◆ Task statement ◆
Copy, from the entries below, each line in which the string "ApiConfig" appears.

Saved data entries:
☆ ☆ ☆ ☆ ☆ ☆ ☆

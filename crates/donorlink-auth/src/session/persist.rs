//! On-disk persistence of the active session for the command-line client.

use std::path::{Path, PathBuf};

use tracing::debug;

use donorlink_core::error::AppError;
use donorlink_entity::session::Session;

/// A JSON file holding the whole session as one value.
///
/// Written through a temporary file and renamed into place, so a reader
/// never sees a half-written session.
#[derive(Debug, Clone)]
pub struct SessionFile {
    path: PathBuf,
}

impl SessionFile {
    /// Creates a handle for the given path.
    pub fn new(path: impl Into<PathBuf>) -> Self {
        Self { path: path.into() }
    }

    /// Location of the file.
    pub fn path(&self) -> &Path {
        &self.path
    }

    /// Loads the saved session, if any.
    pub async fn load(&self) -> Result<Option<Session>, AppError> {
        match tokio::fs::read(&self.path).await {
            Ok(bytes) => {
                let session: Session = serde_json::from_slice(&bytes)?;
                debug!(path = %self.path.display(), user_id = %session.user_id, "Loaded session");
                Ok(Some(session))
            }
            Err(e) if e.kind() == std::io::ErrorKind::NotFound => Ok(None),
            Err(e) => Err(AppError::internal(format!(
                "Failed to read session file {}: {e}",
                self.path.display()
            ))),
        }
    }

    /// Saves the session, replacing any previous one.
    pub async fn save(&self, session: &Session) -> Result<(), AppError> {
        if let Some(dir) = self.path.parent().filter(|d| !d.as_os_str().is_empty()) {
            tokio::fs::create_dir_all(dir).await?;
        }
        let tmp = self.path.with_extension("json.tmp");
        tokio::fs::write(&tmp, serde_json::to_vec_pretty(session)?).await?;
        tokio::fs::rename(&tmp, &self.path).await?;
        debug!(path = %self.path.display(), "Saved session");
        Ok(())
    }

    /// Removes the saved session. Returns whether one existed.
    pub async fn clear(&self) -> Result<bool, AppError> {
        match tokio::fs::remove_file(&self.path).await {
            Ok(()) => Ok(true),
            Err(e) if e.kind() == std::io::ErrorKind::NotFound => Ok(false),
            Err(e) => Err(e.into()),
        }
    }
}

#[cfg(test)]
mod tests {
    use super::*;
    use donorlink_core::types::id::UserId;
    use donorlink_entity::user::UserRole;

    #[tokio::test]
    async fn test_save_load_clear() {
        let dir = tempfile::tempdir().unwrap();
        let file = SessionFile::new(dir.path().join("nested").join("session.json"));
        assert!(file.load().await.unwrap().is_none());

        let session =
            Session::new(UserId::new(), [UserRole::Donor, UserRole::Recipient], "tok").unwrap();
        file.save(&session).await.unwrap();

        let loaded = file.load().await.unwrap().expect("saved session");
        assert_eq!(loaded, session);
        assert_eq!(loaded.credential.expose(), "tok");

        assert!(file.clear().await.unwrap());
        assert!(!file.clear().await.unwrap());
        assert!(file.load().await.unwrap().is_none());
    }

    #[tokio::test]
    async fn test_corrupt_file_is_an_error() {
        let dir = tempfile::tempdir().unwrap();
        let path = dir.path().join("session.json");
        tokio::fs::write(&path, b"{not json").await.unwrap();
        assert!(SessionFile::new(path).load().await.is_err());
    }
}
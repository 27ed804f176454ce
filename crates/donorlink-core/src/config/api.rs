//! REST backend configuration.

use serde::{Deserialize, Serialize};

/// Settings for the HTTP gateway to the matching backend.
#[derive(Debug, Clone, Serialize, Deserialize)]
pub struct ApiConfig {
    /// Base URL every endpoint path is appended to.
    #[serde(default = "default_base_url")]
    pub base_url: String,
    /// Whole-request timeout in seconds (transport-level only).
    #[serde(default = "default_request_timeout")]
    pub request_timeout_seconds: u64,
    /// TCP connect timeout in seconds.
    #[serde(default = "default_connect_timeout")]
    pub connect_timeout_seconds: u64,
    /// Header carrying the caller's user id.
    #[serde(default = "default_user_id_header")]
    pub user_id_header: String,
}

impl Default for ApiConfig {
    fn default() -> Self {
        Self {
            base_url: default_base_url(),
            request_timeout_seconds: default_request_timeout(),
            connect_timeout_seconds: default_connect_timeout(),
            user_id_header: default_user_id_header(),
        }
    }
}

fn default_base_url() -> String {
    "http://localhost:8080/api".to_string()
}

fn default_request_timeout() -> u64 {
    30
}

fn default_connect_timeout() -> u64 {
    10
}

fn default_user_id_header() -> String {
    "X-User-Id".to_string()
}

☆ ☆ ☆ ☆ ☆ ☆ ☆

◆ Solution for this problem ◆
pub struct ApiConfig {
impl Default for ApiConfig {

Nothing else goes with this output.